25 comments from readers: The good, the bad and the ugly

Here at Becker's Hospital Review, the reporters value the opportunity to open an insightful dialogue with our readers through comments posted at the end of articles. Support, criticism, questions and discussion are all present, and we appreciate our readers for their engagement!

Based on readers' comments, the following 25 articles include some of the most well-received or disputed content, or incited the most interesting conversations. See the list below for the good, the bad and the ugly — and keep commenting.

1. House Republicans sue Obama administration over PPACA: 5 things to know
Ava: What a bunch of fools. Congress wanted President Obama to postpone the employer mandate. This Congress is so ineffective and spends America's money on stupid lawsuits instead of getting the work of the people done....How about if they work on immigration, jobs, infrastructure, or heck, practically anything else instead of wasting our time and hard earned money on ignorant political stunts?

2. Is executive compensation aligned with health system strategy? 10 findings
Dr. No: Anyone who thinks compensation for healthcare execs should be higher must be FIRED. We should go back to the old system of having nuns run hospitals. The privilege of serving patients is the compensation. Overpaid C-suites are the main problem in health care; along with consolidation, acquisition, overbuilding, overtreating, overinvestment in useless technologies - LOOK AT OUTCOMES. Cut the fat right off from the top! What was I just saying about barring men from running anything for 100 years?
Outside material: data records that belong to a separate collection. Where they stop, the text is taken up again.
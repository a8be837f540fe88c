/// 图像解码失败或像素不可读时使用的固定种子
pub const FALLBACK_SEED: u32 = 12345;

/// 画布最大宽度（像素），上传图像按比例缩小到此范围内
pub const CANVAS_MAX_WIDTH: u32 = 600;

/// 画布最大高度（像素）
pub const CANVAS_MAX_HEIGHT: u32 = 450;

/// 种子采样区域边长上限
pub const SEED_REGION_EDGE: u32 = 200;

/// 实际参与哈希的子块边长上限
pub const SEED_HASH_EDGE: u32 = 100;

/// 默认展示准确率（百分比）
pub const DEFAULT_DISPLAY_ACCURACY: u8 = 90;

/// EEG 环形缓冲区容量
pub const EEG_BUFFER_LEN: usize = 100;

/// HRV 环形缓冲区容量
pub const HRV_BUFFER_LEN: usize = 50;

/// 新预测到达后预生成的 EEG 样本数
pub const WARMUP_EEG_SAMPLES: usize = 50;

/// 睡姿重新采样的最短间隔（毫秒）
pub const POSITION_MIN_INTERVAL_MS: i64 = 15_000;

/// 呼吸模式重新采样的最短间隔（毫秒）
pub const RESPIRATORY_MIN_INTERVAL_MS: i64 = 12_000;

/// 每个 tick 尝试重新采样睡姿/呼吸模式的概率
pub const RESAMPLE_CHANCE: f64 = 0.1;

/// 每秒毫秒数
pub const MILLIS_PER_SEC: f64 = 1_000.0;
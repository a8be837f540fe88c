use std::net::SocketAddr;

use axum::http::{header, HeaderValue};
use sleep_screen_backend::config::Config;
use sleep_screen_backend::logging::{init_tracing, LogConfig};
use sleep_screen_backend::routes::build_router;
use sleep_screen_backend::state::AppState;
use tokio::sync::broadcast;
use tower_http::catch_panic::CatchPanicLayer;
use tower_http::compression::CompressionLayer;
use tower_http::cors::{Any, CorsLayer};
use tower_http::set_header::SetResponseHeaderLayer;
use tower_http::trace::TraceLayer;

#[tokio::main]
async fn main() {
    dotenvy::dotenv().ok();

    let config = Config::from_env();

    init_tracing(&LogConfig::from(&config));
    tracing::info!(
        default_model = %config.screening.default_model.as_str(),
        remote_landmarks = config.remote_landmarks.enabled,
        "Starting sleep-screen-backend"
    );
    tracing::debug!(?config, "Loaded configuration");

    let (shutdown_tx, _) = broadcast::channel::<()>(8);
    let state = AppState::new(&config, shutdown_tx.clone());
    let monitor = state.monitor().clone();

    let app = build_router(state)
        .layer(build_cors_layer(&config))
        .layer(CompressionLayer::new())
        .layer(TraceLayer::new_for_http())
        .layer(CatchPanicLayer::new())
        .layer(SetResponseHeaderLayer::overriding(
            header::X_CONTENT_TYPE_OPTIONS,
            HeaderValue::from_static("nosniff"),
        ))
        .layer(SetResponseHeaderLayer::overriding(
            header::X_FRAME_OPTIONS,
            HeaderValue::from_static("DENY"),
        ))
        .layer(SetResponseHeaderLayer::if_not_present(
            header::REFERRER_POLICY,
            HeaderValue::from_static("strict-origin-when-cross-origin"),
        ));

    let addr = SocketAddr::new(config.host, config.port);
    tracing::info!(%addr, "Listening");
    let listener = tokio::net::TcpListener::bind(addr)
        .await
        .expect("Failed to bind TCP listener");

    let server = axum::serve(listener, app.into_make_service())
        .with_graceful_shutdown(shutdown_signal(shutdown_tx));

    if let Err(e) = server.await {
        tracing::error!(error = %e, "HTTP server crashed");
    }

    monitor.stop().await;
    tracing::info!("Shutdown complete");
}

fn build_cors_layer(config: &Config) -> CorsLayer {
    if config.cors_origin.trim() == "*" {
        // 仅用于本地开发
        return CorsLayer::new()
            .allow_origin(Any)
            .allow_headers([header::CONTENT_TYPE, header::ACCEPT])
            .allow_methods(Any);
    }

    match config.cors_origin.parse::<HeaderValue>() {
        Ok(origin) => CorsLayer::new()
            .allow_origin(origin)
            .allow_headers([header::CONTENT_TYPE, header::ACCEPT])
            .allow_methods(Any),
        Err(e) => {
            panic!(
                "FATAL: Invalid CORS_ORIGIN '{}': {}. \
                 Fix the CORS_ORIGIN environment variable.",
                config.cors_origin, e
            );
        }
    }
}

/// 收到信号后广播关闭，SSE 流随之结束。
async fn shutdown_signal(shutdown_tx: broadcast::Sender<()>) {
    #[cfg(unix)]
    {
        let mut sigterm = tokio::signal::unix::signal(tokio::signal::unix::SignalKind::terminate())
            .expect("failed to install SIGTERM handler");
        tokio::select! {
            _ = tokio::signal::ctrl_c() => {},
            _ = sigterm.recv() => {},
        }
    }

    #[cfg(not(unix))]
    {
        let _ = tokio::signal::ctrl_c().await;
    }

    tracing::info!("Shutdown signal received");
    let _ = shutdown_tx.send(());
}
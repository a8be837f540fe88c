//! 睡姿与呼吸模式的加权采样。权重按标签条件给出，采样前归一化到和为 1。

use rand::Rng;

use super::state::{MonitorCondition, RespiratoryPattern, SignalProbabilities, SleepPosition};

pub fn normalize<const N: usize>(weights: [f64; N]) -> [f64; N] {
    let weights = weights.map(|w| if w.is_finite() { w.max(0.0) } else { 0.0 });
    let sum: f64 = weights.iter().sum();
    if sum <= 0.0 {
        return [1.0 / N as f64; N];
    }
    weights.map(|w| w / sum)
}

/// 累积分布采样；浮点误差导致未命中时返回最后一个权重为正的下标。
pub fn sample_index<const N: usize>(weights: &[f64; N], r: f64) -> usize {
    let mut acc = 0.0;
    for (i, w) in weights.iter().enumerate() {
        acc += w;
        if r <= acc {
            return i;
        }
    }
    weights
        .iter()
        .rposition(|&w| w > 0.0)
        .unwrap_or(N.saturating_sub(1))
}

pub fn position_weights<R: Rng + ?Sized>(
    condition: MonitorCondition,
    probs: &SignalProbabilities,
    previous: SleepPosition,
    rng: &mut R,
) -> [f64; 4] {
    let current = previous.index();
    match condition {
        MonitorCondition::SleepApnea => {
            let severity = probs.apnea;
            let mut w = [0.5 + severity * 0.3, 0.1, 0.2, 0.2 - severity * 0.1];
            if previous == SleepPosition::Supine {
                w[0] += 0.2;
            }
            if severity > 0.7 && rng.gen_bool(0.3) {
                w = [0.2, 0.2, 0.3, 0.3];
            }
            w
        }
        MonitorCondition::Insomnia => {
            let mut w = [0.25; 4];
            if probs.insomnia > 0.7 {
                // 重度失眠倾向于翻身
                for (i, v) in w.iter_mut().enumerate() {
                    *v += if i == current { -0.15 } else { 0.05 };
                }
            } else {
                w[current] += 0.1;
            }
            w
        }
        MonitorCondition::Rls => {
            let severity = probs.rls;
            let mut w = [
                0.15 - severity * 0.1,
                0.15 - severity * 0.1,
                0.35 + severity * 0.1,
                0.35 + severity * 0.1,
            ];
            if severity > 0.6 && rng.gen_bool(0.4) {
                w = match previous {
                    SleepPosition::Left => [0.05, 0.05, 0.2, 0.7],
                    SleepPosition::Right => [0.05, 0.05, 0.7, 0.2],
                    _ => [0.05, 0.05, 0.45, 0.45],
                };
            }
            w
        }
        MonitorCondition::NormalSleep | MonitorCondition::Unrecognized => {
            let mut w = [0.3, 0.2, 0.25, 0.25];
            w[current] += 0.2;
            w
        }
        MonitorCondition::Unlabeled => [0.25; 4],
    }
}

pub fn pattern_weights<R: Rng + ?Sized>(
    condition: MonitorCondition,
    probs: &SignalProbabilities,
    previous: RespiratoryPattern,
    now_ms: i64,
    rng: &mut R,
) -> [f64; 5] {
    use RespiratoryPattern::*;

    let current = previous.index();
    match condition {
        MonitorCondition::SleepApnea => {
            let aw = (probs.apnea * 1.2).min(1.0);
            let mut w = match (now_ms / 25_000).rem_euclid(4) {
                0 => [0.1, 0.5 + aw * 0.3, 0.3 + aw * 0.1, 0.05, 0.05],
                1 => [0.05, 0.25, 0.6 + aw * 0.25, 0.05, 0.05],
                2 => [0.15, 0.2, 0.15, 0.4 + aw * 0.25, 0.1],
                _ => [0.35 - aw * 0.2, 0.25, 0.15, 0.15, 0.1],
            };
            if aw > 0.7 && matches!(previous, Periodic | CheyneStokes) {
                w[current] += 0.2;
            }
            w
        }
        MonitorCondition::Insomnia => {
            let iw = (probs.insomnia * 1.15).min(1.0);
            let arousal = (now_ms as f64 / 22_000.0).sin() * 0.6 + 0.5;
            let mut w = if arousal > 0.7 {
                [0.1, 0.05, 0.0, 0.5 + iw * 0.3, 0.35 + iw * 0.2]
            } else {
                [0.35 - iw * 0.15, 0.1, 0.0, 0.35 + iw * 0.15, 0.2 + iw * 0.15]
            };
            if matches!(previous, Irregular | Shallow) {
                w[current] += 0.15;
            }
            w
        }
        MonitorCondition::Rls => {
            let rls = probs.rls;
            let severity = 0.5 + rls * 0.5;
            let in_episode = rng.gen::<f64>() < 0.2 * severity;
            let mut w = if in_episode {
                [0.2, 0.1, 0.0, 0.6 + rls * 0.2, 0.1]
            } else {
                [0.6 - rls * 0.2, 0.1, 0.0, 0.2 + rls * 0.1, 0.1 + rls * 0.1]
            };
            if matches!(previous, Normal | Irregular) {
                w[current] += 0.2;
            }
            w
        }
        MonitorCondition::NormalSleep | MonitorCondition::Unrecognized => {
            let mut w = [0.8, 0.1, 0.0, 0.05, 0.05];
            if previous == Normal {
                w[0] += 0.15;
            }
            w
        }
        MonitorCondition::Unlabeled => {
            let mut w = [0.7, 0.15, 0.05, 0.05, 0.05];
            w[current] += 0.1;
            w
        }
    }
}

pub fn sample_position<R: Rng + ?Sized>(
    condition: MonitorCondition,
    probs: &SignalProbabilities,
    previous: SleepPosition,
    rng: &mut R,
) -> SleepPosition {
    let weights = normalize(position_weights(condition, probs, previous, rng));
    SleepPosition::ALL[sample_index(&weights, rng.gen())]
}

pub fn sample_pattern<R: Rng + ?Sized>(
    condition: MonitorCondition,
    probs: &SignalProbabilities,
    previous: RespiratoryPattern,
    now_ms: i64,
    rng: &mut R,
) -> RespiratoryPattern {
    let weights = normalize(pattern_weights(condition, probs, previous, now_ms, rng));
    RespiratoryPattern::ALL[sample_index(&weights, rng.gen())]
}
3. Union accuses Prime of overbilling Medicare by $93M
Todd: These unions should not be in Healthcare. Hospitals are not sweat shops. This particular union is known for its unscrupulous activities. Our tax dollars are being pilfered by the SEIU.

4. The problem to be solved
Bonnie: As always, David Pate has hit the nail on the head! Whether you call it health maintenance (1990s) or population health (2014), the focus in health 'care' needs to shift from 'sick' care to 'health'. Until we figure this out we're only putting bandages on a very sick system.

Clinicians take accountability: These "buckets" are not new, clinicians have been slow or reluctant to react to the changing conditions of healthcare. The business model has always known that "cost control" was not handled very well by senior leaders. I would disagree with Dr. Pate, it is the healthcare model that needs to adjust to the the business model of healthcare. No one wants to say this out loud, but has been the clinical side of healthcare that has created this out of control spending, not the business side.

Lynn: I agree with all 3 buckets, but the naked emperor wants to know "What is our proposed business model for 'health'"? I've heard this question asked in many forums. Apparently, the answer is "there is none". When we are healthy, healthcare costs drastically reduce/disappear. So how do we motivate the healthcare industry to put themselves out of business?

Dr. David Pate: Bonnie- Thanks for your kind comment. Totally agree. "Clinicians take accountability" - I understand your disagreement (I think), but the "clinical side" is reacting rationally to the business model and incentives that exist. I don't know of any healthcare economist or policy expert that does not agree that ability to pay (including insurance) + unequal decision-making and lack of transparency in favor of the clinician + fees paid for every service rendered drives increased healthcare spending. It is not the sole cause, as my article suggests, but I don't know anyone else that thinks the business model has not contributed to excess healthcare spending.

Dr. David Pate: Hi Lynn: I think that there is a model that will work. In my opinion, a successful model would have to evolve to providers having access to the insurance premium, whether they become the insurer or simply turn the current insurance company-provider relationship on its head. Then, all of our services become cost centers, providers will right-size their operations, providers will be relentless in the pursuit of waste and in reducing cost and in eliminating low value/no value services, the incentive will be on promoting, maintaining, and restoring health, we will engage in more meaningful discussions about end-of-life care, we will shift people into new roles (health coaches, care coordinators, etc.), we will use team-based care to deliver services and thereby relieve the pressure on certain shortages of healthcare professionals, and we will finally be rewarded, instead of penalized, for our investments in health, fitness, wellness, prevention, and early detection. There is so much disease in the pipeline due to childhood obesity, personal health behaviors, and current disease burdens, that there won't be any overnight reduction in the need for acute and chronic healthcare services, and so as we begin to improve health, there will be plenty of time over an extended period of time for the healthcare professional markets to right-size without the need for more drastic measures.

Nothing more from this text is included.